Existe una restauración del vinilo original de la interpretación de Heifetz de este concierto. Se puede escuchar aquí:


sibelius

Jean Sibelius (1865-1957) fue un compositor y violinista finés del post-romanticismo musical. Es principalmente reconocido como más grande compositor de su país, y se dice que su música ayudó a desarrollar una identidad nacional durante su lucha contra Rusia por la independencia, ya que, muchas de sus obras tienen su inspiración en la propia visión de la naturaleza del autor, en la mitología Nórdica y la épica nacional finesa, como es un gran ejemplo el Kalevala.

Una gran parte de su obra fue compuesta hasta mediados de la década de 1920, pero a partir de ese momento y debido a una operación dificultosa que casi le cuesta la vida, Sibelius se retira a una vida de más silencio, dedicada principalmente al pensamiento. A este momento de su vida se le llama “El silencio de Järvenpää” (el pueblo donde residía). A pesar de que se dice que durante ese tiempo dejó de componer por completo, estuvo intentando componer una octava sinfonía.

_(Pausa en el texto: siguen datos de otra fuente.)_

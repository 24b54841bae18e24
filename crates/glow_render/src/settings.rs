//! Glow pass configuration
//!
//! Settings cover the pieces an integrator actually tunes: whether the pass
//! is on at all, how much smaller the offscreen buffer is than the screen,
//! and the shading-capability gate. Defaults match the constants the pass
//! shipped with; a missing file or field is not an error.

use serde::{Deserialize, Serialize};
use thiserror::Error;

/// Errors raised while loading settings
#[derive(Error, Debug)]
pub enum SettingsError {
    /// The settings file could not be read
    #[error("IO error: {0}")]
    Io(#[from] std::io::Error),

    /// The settings file was not valid TOML
    #[error("Parse error: {0}")]
    Parse(String),
}

/// Tunable glow-pass settings
#[derive(Debug, Clone, Copy, Serialize, Deserialize)]
#[serde(default)]
pub struct GlowSettings {
    /// Whether the glow buffer starts enabled
    pub enabled: bool,
    /// Screen-extent divisor for the offscreen buffer
    pub buffer_divisor: u32,
    /// Minimum programmable-shading capability for the pass to run
    pub pixel_shader_threshold: f32,
}

impl Default for GlowSettings {
    fn default() -> Self {
        Self {
            enabled: true,
            buffer_divisor: 2,
            pixel_shader_threshold: 0.001,
        }
    }
}

impl GlowSettings {
    /// Load settings from a TOML file.
    pub fn load_from_file(path: &str) -> Result<Self, SettingsError> {
        let contents = std::fs::read_to_string(path)?;
        Self::from_toml(&contents)
    }

    /// Parse settings from a TOML string.
    pub fn from_toml(contents: &str) -> Result<Self, SettingsError> {
        toml::from_str(contents).map_err(|e| SettingsError::Parse(e.to_string()))
    }
}
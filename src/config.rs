//! Startup configuration
//!
//! Everything the core needs is supplied once at startup: which device to
//! open, the stream shape, the two sensitivity tunables and the geometry of
//! the indicator the renderer draws. The file form is TOML and lives in the
//! platform config directory unless a path is given explicitly.

use serde::{Deserialize, Serialize};
use std::path::{Path, PathBuf};
use std::time::Duration;

use crate::constants::*;
use crate::error::ConfigError;
use crate::radar::layout::ChannelLayout;

/// What a frame source does when the backend dropped samples
#[derive(Debug, Clone, Copy, PartialEq, Eq, Default, Serialize, Deserialize)]
#[serde(rename_all = "snake_case")]
pub enum OverrunPolicy {
    /// Return the samples that were captured and flag the frame
    #[default]
    Continue,
    /// Surface the overrun as a read error
    Fail,
}

/// Immutable shape of the opened input stream
#[derive(Debug, Clone, Copy, PartialEq, Eq)]
pub struct StreamConfig {
    sample_rate: u32,
    frame_size: u32,
    channels: u16,
    overrun_policy: OverrunPolicy,
}

impl StreamConfig {
    /// Create a validated stream configuration
    pub fn new(sample_rate: u32, frame_size: u32, channels: u16) -> Result<Self, ConfigError> {
        if sample_rate == 0 {
            return Err(ConfigError::InvalidStream("sample rate must be non-zero".into()));
        }
        if frame_size == 0 {
            return Err(ConfigError::InvalidStream("frame size must be non-zero".into()));
        }
        if !SUPPORTED_CHANNEL_COUNTS.contains(&channels) {
            return Err(ConfigError::UnsupportedChannelCount(channels));
        }

        Ok(Self {
            sample_rate,
            frame_size,
            channels,
            overrun_policy: OverrunPolicy::default(),
        })
    }

    /// Stereo stream with the default rate and frame size
    pub fn stereo() -> Self {
        Self {
            sample_rate: DEFAULT_SAMPLE_RATE,
            frame_size: DEFAULT_FRAME_SIZE,
            channels: 2,
            overrun_policy: OverrunPolicy::default(),
        }
    }

    pub fn with_overrun_policy(mut self, policy: OverrunPolicy) -> Self {
        self.overrun_policy = policy;
        self
    }

    /// Cap the channel count at what the device can deliver
    ///
    /// A capped count that is not a supported layout falls back to the
    /// largest supported layout below it.
    pub fn clamp_to_device(self, device_max: u16) -> Result<Self, ConfigError> {
        if self.channels <= device_max {
            return Ok(self);
        }

        let clamped = SUPPORTED_CHANNEL_COUNTS
            .iter()
            .copied()
            .filter(|&count| count <= device_max)
            .max()
            .ok_or(ConfigError::UnsupportedChannelCount(device_max))?;

        tracing::warn!(
            "Device supports only {} input channels, using {} instead of {}",
            device_max,
            clamped,
            self.channels
        );

        Ok(Self {
            channels: clamped,
            ..self
        })
    }

    pub fn sample_rate(&self) -> u32 {
        self.sample_rate
    }

    /// Samples per channel in one frame
    pub fn frame_size(&self) -> u32 {
        self.frame_size
    }

    pub fn channels(&self) -> u16 {
        self.channels
    }

    pub fn overrun_policy(&self) -> OverrunPolicy {
        self.overrun_policy
    }

    /// Interleaved samples in one frame, all channels included
    pub fn samples_per_frame(&self) -> usize {
        self.frame_size as usize * self.channels as usize
    }

    /// Wall-clock duration of one frame
    pub fn frame_duration(&self) -> Duration {
        Duration::from_micros(self.frame_size as u64 * 1_000_000 / self.sample_rate as u64)
    }

    /// Spatial layout matching the channel count
    pub fn layout(&self) -> ChannelLayout {
        // Constructors only admit supported counts
        ChannelLayout::from_channel_count(self.channels).unwrap_or(ChannelLayout::Stereo)
    }
}

/// Which device to open and how many channels to ask for
#[derive(Debug, Clone, PartialEq, Serialize, Deserialize)]
#[serde(default)]
pub struct DeviceConfig {
    /// Input device name; the host default when absent
    pub name: Option<String>,
    /// Requested channel count (2, 6 or 8)
    pub channels: u16,
}

impl Default for DeviceConfig {
    fn default() -> Self {
        Self {
            name: None,
            channels: DEFAULT_CHANNELS,
        }
    }
}

/// Stream timing settings
#[derive(Debug, Clone, PartialEq, Serialize, Deserialize)]
#[serde(default)]
pub struct StreamSettings {
    pub sample_rate: u32,
    pub frame_size: u32,
    pub overrun_policy: OverrunPolicy,
}

impl Default for StreamSettings {
    fn default() -> Self {
        Self {
            sample_rate: DEFAULT_SAMPLE_RATE,
            frame_size: DEFAULT_FRAME_SIZE,
            overrun_policy: OverrunPolicy::Continue,
        }
    }
}

/// Noise gate tunables
#[derive(Debug, Clone, Copy, PartialEq, Serialize, Deserialize)]
#[serde(default)]
pub struct SensitivityConfig {
    /// Weight of the newest frame in the noise floor average, in (0, 1]
    pub smoothing: f32,
    /// Detection threshold as a multiple of the noise floor
    pub threshold_multiplier: f32,
}

impl Default for SensitivityConfig {
    fn default() -> Self {
        Self {
            smoothing: DEFAULT_NOISE_SMOOTHING,
            threshold_multiplier: DEFAULT_THRESHOLD_MULTIPLIER,
        }
    }
}

impl SensitivityConfig {
    pub fn validate(&self) -> Result<(), ConfigError> {
        if !(self.smoothing > 0.0 && self.smoothing <= 1.0) {
            return Err(ConfigError::InvalidSensitivity(format!(
                "smoothing must be in (0, 1], got {}",
                self.smoothing
            )));
        }
        if !(self.threshold_multiplier.is_finite() && self.threshold_multiplier > 0.0) {
            return Err(ConfigError::InvalidSensitivity(format!(
                "threshold multiplier must be positive, got {}",
                self.threshold_multiplier
            )));
        }
        Ok(())
    }
}

/// Geometry of the visualization the position is expressed in
#[derive(Debug, Clone, Copy, PartialEq, Serialize, Deserialize)]
#[serde(default)]
pub struct DisplayConfig {
    pub width: f32,
    pub height: f32,
    /// Side length of the drawn indicator
    pub indicator_size: f32,
    /// Fixed offset applied per axis for surround layouts
    pub step: f32,
}

impl Default for DisplayConfig {
    fn default() -> Self {
        Self {
            width: DEFAULT_DISPLAY_SIZE,
            height: DEFAULT_DISPLAY_SIZE,
            indicator_size: DEFAULT_INDICATOR_SIZE,
            step: DEFAULT_SURROUND_STEP,
        }
    }
}

impl DisplayConfig {
    pub fn validate(&self) -> Result<(), ConfigError> {
        let finite = [self.width, self.height, self.indicator_size, self.step]
            .iter()
            .all(|v| v.is_finite());
        if !finite {
            return Err(ConfigError::InvalidDisplay("values must be finite".into()));
        }
        if self.indicator_size < 0.0 || self.step < 0.0 {
            return Err(ConfigError::InvalidDisplay(
                "indicator size and step must not be negative".into(),
            ));
        }
        if self.width < self.indicator_size || self.height < self.indicator_size {
            return Err(ConfigError::InvalidDisplay(format!(
                "{}x{} area cannot hold a {} indicator",
                self.width, self.height, self.indicator_size
            )));
        }
        Ok(())
    }

    /// Largest x the indicator may take
    pub fn max_x(&self) -> f32 {
        self.width - self.indicator_size
    }

    /// Largest y the indicator may take
    pub fn max_y(&self) -> f32 {
        self.height - self.indicator_size
    }
}

/// Capture loop timing
#[derive(Debug, Clone, PartialEq, Serialize, Deserialize)]
#[serde(default)]
pub struct CaptureConfig {
    /// Longest a single frame read may block
    pub read_timeout_ms: u64,
    /// Pause after a failed read or reopen
    pub backoff_ms: u64,
    /// Callback chunks buffered between the device and the reader
    pub queue_chunks: usize,
}

impl Default for CaptureConfig {
    fn default() -> Self {
        Self {
            read_timeout_ms: DEFAULT_READ_TIMEOUT_MS,
            backoff_ms: DEFAULT_BACKOFF_MS,
            queue_chunks: CAPTURE_QUEUE_CHUNKS,
        }
    }
}

impl CaptureConfig {
    pub fn read_timeout(&self) -> Duration {
        Duration::from_millis(self.read_timeout_ms)
    }

    pub fn backoff(&self) -> Duration {
        Duration::from_millis(self.backoff_ms)
    }
}

/// Complete application configuration
#[derive(Debug, Clone, Default, PartialEq, Serialize, Deserialize)]
#[serde(default)]
pub struct AppConfig {
    pub device: DeviceConfig,
    pub stream: StreamSettings,
    pub sensitivity: SensitivityConfig,
    pub display: DisplayConfig,
    pub capture: CaptureConfig,
}

impl AppConfig {
    /// Default config file location for this platform
    pub fn default_path() -> Option<PathBuf> {
        directories::ProjectDirs::from("", "", "soundradar")
            .map(|dirs| dirs.config_dir().join("config.toml"))
    }

    /// Parse and validate a TOML document
    pub fn from_toml(text: &str) -> Result<Self, ConfigError> {
        let config: AppConfig =
            toml::from_str(text).map_err(|e| ConfigError::Parse(e.to_string()))?;
        config.validate()?;
        Ok(config)
    }

    pub fn to_toml(&self) -> Result<String, ConfigError> {
        toml::to_string_pretty(self).map_err(|e| ConfigError::Serialize(e.to_string()))
    }

    /// Load a config file
    pub fn load(path: &Path) -> crate::Result<Self> {
        let text = std::fs::read_to_string(path)?;
        Ok(Self::from_toml(&text)?)
    }

    /// Load a config file, falling back to defaults when it does not exist
    pub fn load_or_default(path: &Path) -> crate::Result<Self> {
        if !path.exists() {
            tracing::info!("No config at {}, using defaults", path.display());
            return Ok(Self::default());
        }
        Self::load(path)
    }

    /// Write the config file, creating parent directories as needed
    pub fn save(&self, path: &Path) -> crate::Result<()> {
        if let Some(parent) = path.parent() {
            std::fs::create_dir_all(parent)?;
        }
        std::fs::write(path, self.to_toml()?)?;
        tracing::info!("Settings saved to {}", path.display());
        Ok(())
    }

    pub fn validate(&self) -> Result<(), ConfigError> {
        self.sensitivity.validate()?;
        self.display.validate()?;
        self.stream_config().map(|_| ())
    }

    /// Build the stream configuration requested by this config
    ///
    /// Device clamping happens later, once the device is known.
    pub fn stream_config(&self) -> Result<StreamConfig, ConfigError> {
        Ok(StreamConfig::new(
            self.stream.sample_rate,
            self.stream.frame_size,
            self.device.channels,
        )?
        .with_overrun_policy(self.stream.overrun_policy))
    }
}
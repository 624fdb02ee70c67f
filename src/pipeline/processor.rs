//! One processing cycle: frame in, detection out

use crate::analysis::{channel_loudness, demux, NoiseTracker};
use crate::audio::frame::Frame;
use crate::config::{DisplayConfig, SensitivityConfig};
use crate::error::ConfigError;
use crate::radar::layout::ChannelLayout;
use crate::radar::mapper::{Detection, DirectionMapper, Position};

/// Per-stream analysis state
///
/// Owns the noise floor, so a new processor is built whenever the stream is
/// reopened.
pub struct FrameProcessor {
    layout: ChannelLayout,
    tracker: NoiseTracker,
    mapper: DirectionMapper,
}

impl FrameProcessor {
    pub fn new(
        layout: ChannelLayout,
        sensitivity: SensitivityConfig,
        display: DisplayConfig,
    ) -> Self {
        Self {
            layout,
            tracker: NoiseTracker::new(sensitivity),
            mapper: DirectionMapper::new(display),
        }
    }

    /// Analyse one frame
    ///
    /// The noise floor absorbs this frame before its threshold gates the
    /// mapping. A frame that does not match the layout is a configuration
    /// bug and is reported rather than processed.
    pub fn process(&mut self, frame: &Frame) -> Result<Detection, ConfigError> {
        if frame.channels != self.layout.channel_count() {
            return Err(ConfigError::ChannelMismatch {
                expected: self.layout.channel_count(),
                actual: frame.channels,
            });
        }
        frame.check_alignment()?;

        let channels = demux(&frame.samples, frame.channels as usize);
        let volumes = channel_loudness(&channels);
        let threshold = self.tracker.update(&volumes);

        tracing::trace!(
            sequence = frame.sequence,
            threshold,
            ?volumes,
            "frame analysed"
        );

        Ok(self.mapper.map(&volumes, self.layout, threshold))
    }

    pub fn layout(&self) -> ChannelLayout {
        self.layout
    }

    pub fn noise_floor(&self) -> f32 {
        self.tracker.noise_floor()
    }

    /// Rest position of the indicator
    pub fn center(&self) -> Position {
        self.mapper.center()
    }
}
impl<S, O> Producer<S, O>
where
    S: FrameSource,
    O: FnMut() -> Result<S, StreamError>,
{
    fn run(mut self) -> Result<(), Error> {
        tracing::info!("Capture loop running ({})", self.processor.layout().name());

        while !self.stopping() {
            let Some(source) = self.source.as_mut() else {
                if !self.reopen() {
                    break;
                }
                continue;
            };

            match source.read_frame() {
                Ok(frame) => {
                    // Cancelled while blocked: drop the in-flight frame
                    if self.stopping() {
                        break;
                    }

                    if frame.overrun {
                        self.stats.overruns.fetch_add(1, Ordering::Relaxed);
                        tracing::warn!("Input overrun before frame {}, continuing", frame.sequence);
                    }

                    let detection = match self.processor.process(&frame) {
                        Ok(detection) => detection,
                        Err(e) => {
                            tracing::error!("Capture loop stopped: {}", e);
                            return Err(e.into());
                        }
                    };

                    self.stats.frames_processed.fetch_add(1, Ordering::Relaxed);
                    if detection.active {
                        self.stats.detections.fetch_add(1, Ordering::Relaxed);
                    }
                    self.publisher.publish(detection);
                }
                Err(StreamError::Timeout) => {
                    tracing::debug!("No audio within read timeout");
                }
                Err(e) if e.requires_reopen() || !e.is_transient() => {
                    self.stats.read_errors.fetch_add(1, Ordering::Relaxed);
                    tracing::warn!("Stream lost: {}, reopening", e);
                    // Release the handle before trying to open a new one
                    self.source = None;
                }
                Err(e) => {
                    self.stats.read_errors.fetch_add(1, Ordering::Relaxed);
                    if matches!(e, StreamError::Overrun { .. }) {
                        self.stats.overruns.fetch_add(1, Ordering::Relaxed);
                    }
                    tracing::warn!(
                        "Stream read failed: {}, retrying in {:?}",
                        e,
                        self.settings.capture.backoff()
                    );
                    self.backoff();
                }
            }
        }

        self.source = None;
        tracing::info!("Capture loop stopped");
        Ok(())
    }

    /// Back off, then open a fresh stream; false once cancelled
    fn reopen(&mut self) -> bool {
        loop {
            if !self.backoff() {
                return false;
            }

            match (self.open)() {
                Ok(source) => {
                    self.processor = processor_for(&source, &self.settings);
                    self.source = Some(source);
                    self.stats.restarts.fetch_add(1, Ordering::Relaxed);
                    tracing::info!("Stream reopened, noise floor reset");
                    return true;
                }
                Err(e) => {
                    tracing::warn!("Reopen failed: {}", e);
                }
            }
        }
    }

    /// Sleep for the backoff delay; false if cancelled meanwhile
    fn backoff(&self) -> bool {
        let deadline = Instant::now() + self.settings.capture.backoff();
        let slice = Duration::from_millis(STOP_POLL_INTERVAL_MS);

        while !self.stopping() {
            let now = Instant::now();
            if now >= deadline {
                return true;
            }
            thread::sleep(slice.min(deadline - now));
        }
        false
    }

    fn stopping(&self) -> bool {
        self.stop.load(Ordering::SeqCst)
    }
}
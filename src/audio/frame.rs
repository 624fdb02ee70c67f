//! Interleaved PCM frames

use crate::analysis::demux::interleave;
use crate::error::ConfigError;

/// One batch of interleaved 16-bit samples read from the device
#[derive(Debug, Clone, PartialEq)]
pub struct Frame {
    /// Interleaved samples, `frame_size * channels` long
    pub samples: Vec<i16>,
    /// Number of channels
    pub channels: u16,
    /// Frame sequence number, per stream
    pub sequence: u64,
    /// Samples were dropped by the backend before this frame was assembled
    pub overrun: bool,
}

impl Frame {
    pub fn new(samples: Vec<i16>, channels: u16, sequence: u64) -> Self {
        Self {
            samples,
            channels,
            sequence,
            overrun: false,
        }
    }

    /// Build a frame from per-channel sample sequences
    pub fn from_channels(channels: &[Vec<i16>], sequence: u64) -> Self {
        Self::new(interleave(channels), channels.len() as u16, sequence)
    }

    pub fn with_overrun(mut self, overrun: bool) -> Self {
        self.overrun = overrun;
        self
    }

    /// Check that the sample count divides evenly across channels
    pub fn check_alignment(&self) -> Result<(), ConfigError> {
        if self.channels == 0 || self.samples.len() % self.channels as usize != 0 {
            return Err(ConfigError::MisalignedFrame {
                len: self.samples.len(),
                channels: self.channels,
            });
        }
        Ok(())
    }
}
//! Fixed-size frame assembly from callback chunks
//!
//! The device callback delivers chunks of whatever length the backend
//! chooses. Samples left over after a frame is cut stay buffered for the
//! next read, including across a timed-out read.

use crossbeam_channel::{Receiver, RecvTimeoutError};
use std::sync::atomic::{AtomicUsize, Ordering};
use std::sync::Arc;
use std::time::{Duration, Instant};

use crate::audio::frame::Frame;
use crate::config::{OverrunPolicy, StreamConfig};
use crate::error::StreamError;

/// Receiving ends of a running capture stream
pub(crate) struct CaptureSinks {
    pub chunks: Receiver<Vec<i16>>,
    pub errors: Receiver<StreamError>,
    /// Samples discarded because the reader fell behind
    pub dropped: Arc<AtomicUsize>,
}

/// Cuts the chunk stream into frames of `samples_per_frame` samples
pub(crate) struct FrameAssembler {
    sinks: CaptureSinks,
    config: StreamConfig,
    /// Samples received but not yet handed out
    pending: Vec<i16>,
    read_timeout: Duration,
    sequence: u64,
    device_name: String,
}

impl FrameAssembler {
    pub fn new(
        sinks: CaptureSinks,
        config: StreamConfig,
        read_timeout: Duration,
        device_name: String,
    ) -> Self {
        Self {
            sinks,
            pending: Vec::with_capacity(config.samples_per_frame() * 2),
            config,
            read_timeout,
            sequence: 0,
            device_name,
        }
    }

    pub fn config(&self) -> &StreamConfig {
        &self.config
    }

    /// Block until a full frame is buffered or the read timeout passes
    pub fn next_frame(&mut self) -> Result<Frame, StreamError> {
        if let Ok(err) = self.sinks.errors.try_recv() {
            return Err(err);
        }

        let needed = self.config.samples_per_frame();
        let deadline = Instant::now() + self.read_timeout;

        while self.pending.len() < needed {
            let remaining = deadline.saturating_duration_since(Instant::now());
            match self.sinks.chunks.recv_timeout(remaining) {
                Ok(chunk) => self.pending.extend_from_slice(&chunk),
                Err(RecvTimeoutError::Timeout) => {
                    return Err(self.sinks.errors.try_recv().unwrap_or(StreamError::Timeout));
                }
                Err(RecvTimeoutError::Disconnected) => {
                    return Err(StreamError::Disconnected(format!(
                        "{}: capture callback closed",
                        self.device_name
                    )));
                }
            }
        }

        let samples: Vec<i16> = self.pending.drain(..needed).collect();
        let dropped = self.sinks.dropped.swap(0, Ordering::Relaxed);

        if dropped > 0 && self.config.overrun_policy() == OverrunPolicy::Fail {
            return Err(StreamError::Overrun { dropped });
        }

        self.sequence += 1;
        Ok(Frame::new(samples, self.config.channels(), self.sequence).with_overrun(dropped > 0))
    }
}
//! RMS loudness estimation

/// Root-mean-square of a channel's samples
///
/// Samples are widened to `f64` before squaring so a full-scale frame cannot
/// overflow the accumulator. An empty or silent channel measures 0.
pub fn rms(samples: &[i16]) -> f32 {
    if samples.is_empty() {
        return 0.0;
    }

    let sum_sq: f64 = samples
        .iter()
        .map(|&s| {
            let s = s as f64;
            s * s
        })
        .sum();

    (sum_sq / samples.len() as f64).sqrt() as f32
}

/// Loudness of every channel, in channel order
pub fn channel_loudness(channels: &[Vec<i16>]) -> Vec<f32> {
    channels.iter().map(|c| rms(c)).collect()
}
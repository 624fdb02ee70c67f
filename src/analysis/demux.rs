//! Interleaved channel splitting

/// Split interleaved samples into one sequence per channel
///
/// Channel `i` receives every `channels`-th sample starting at offset `i`.
///
/// # Panics
///
/// Panics if `channels` is zero or `samples.len()` is not a multiple of
/// `channels`. Either means the stream and its configuration disagree.
pub fn demux(samples: &[i16], channels: usize) -> Vec<Vec<i16>> {
    assert!(channels > 0, "channel count must be non-zero");
    assert!(
        samples.len() % channels == 0,
        "{} samples do not divide into {} channels",
        samples.len(),
        channels
    );

    let per_channel = samples.len() / channels;
    let mut out: Vec<Vec<i16>> = (0..channels)
        .map(|_| Vec::with_capacity(per_channel))
        .collect();

    for chunk in samples.chunks_exact(channels) {
        for (channel, &sample) in out.iter_mut().zip(chunk) {
            channel.push(sample);
        }
    }

    out
}

/// Interleave per-channel sequences back into a single buffer
///
/// # Panics
///
/// Panics if the channels differ in length.
pub fn interleave(channels: &[Vec<i16>]) -> Vec<i16> {
    let per_channel = channels.first().map_or(0, Vec::len);
    assert!(
        channels.iter().all(|c| c.len() == per_channel),
        "channels must have equal length"
    );

    let mut out = Vec::with_capacity(per_channel * channels.len());
    for i in 0..per_channel {
        out.extend(channels.iter().map(|c| c[i]));
    }
    out
}

#[cfg(test)]
mod tests {
    use super::*;
    use proptest::prelude::*;

    #[test]
    fn test_demux_stereo() {
        let channels = demux(&[1, 10, 2, 20, 3, 30], 2);
        assert_eq!(channels, vec![vec![1, 2, 3], vec![10, 20, 30]]);
    }

    #[test]
    fn test_demux_surround() {
        let samples: Vec<i16> = (0..12).collect();
        let channels = demux(&samples, 6);
        assert_eq!(channels.len(), 6);
        assert_eq!(channels[0], vec![0, 6]);
        assert_eq!(channels[3], vec![3, 9]);
        assert_eq!(channels[5], vec![5, 11]);
    }

    #[test]
    fn test_demux_empty_frame() {
        let channels = demux(&[], 8);
        assert_eq!(channels.len(), 8);
        assert!(channels.iter().all(Vec::is_empty));
    }

    #[test]
    #[should_panic(expected = "do not divide")]
    fn test_demux_misaligned_panics() {
        demux(&[1, 2, 3], 2);
    }

    #[test]
    #[should_panic(expected = "non-zero")]
    fn test_demux_zero_channels_panics() {
        demux(&[1, 2], 0);
    }

    fn frame_strategy() -> impl Strategy<Value = (usize, Vec<i16>)> {
        (prop::sample::select(vec![2usize, 6, 8]), 0usize..64).prop_flat_map(
            |(channels, per_channel)| {
                (
                    Just(channels),
                    prop::collection::vec(any::<i16>(), channels * per_channel),
                )
            },
        )
    }

    proptest! {
        #[test]
        fn prop_demux_interleave_restores_frame((channels, samples) in frame_strategy()) {
            let split = demux(&samples, channels);
            prop_assert_eq!(split.len(), channels);
            prop_assert_eq!(interleave(&split), samples);
        }
    }
}
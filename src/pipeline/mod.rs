//! Capture loop and per-frame processing

pub mod processor;
pub mod producer;

pub use processor::FrameProcessor;
pub use producer::{CaptureLoop, CaptureStatsSnapshot, LoopSettings, LoopState};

Más tarde escribió algo de música masona y reeditó otros trabajos, pero no fueron tan reconocidos como las obras lo habían sido en su momento primero de publicación. Sus obras más importantes son sus siete sinfonías, Finlandia, la Suite Karelia, su sinfonía coral Kullervo y su concierto para violín y orquesta.

Este compositor goza de un gran reconocimiento en su país aún a día de hoy, y esto se puede comprobar, por ejemplo, con que en Finlandia se celebra el Día de la Bandera el 8 de diciembre, día del cumpleaños del compositor, y también se le da a ese día el nombre de “Día de la Música Finesa”. En 2015 se celebró el 150 aniversario del nacimiento del compositor con un gran número de conciertos y otros eventos en la ciudad de Helsinki.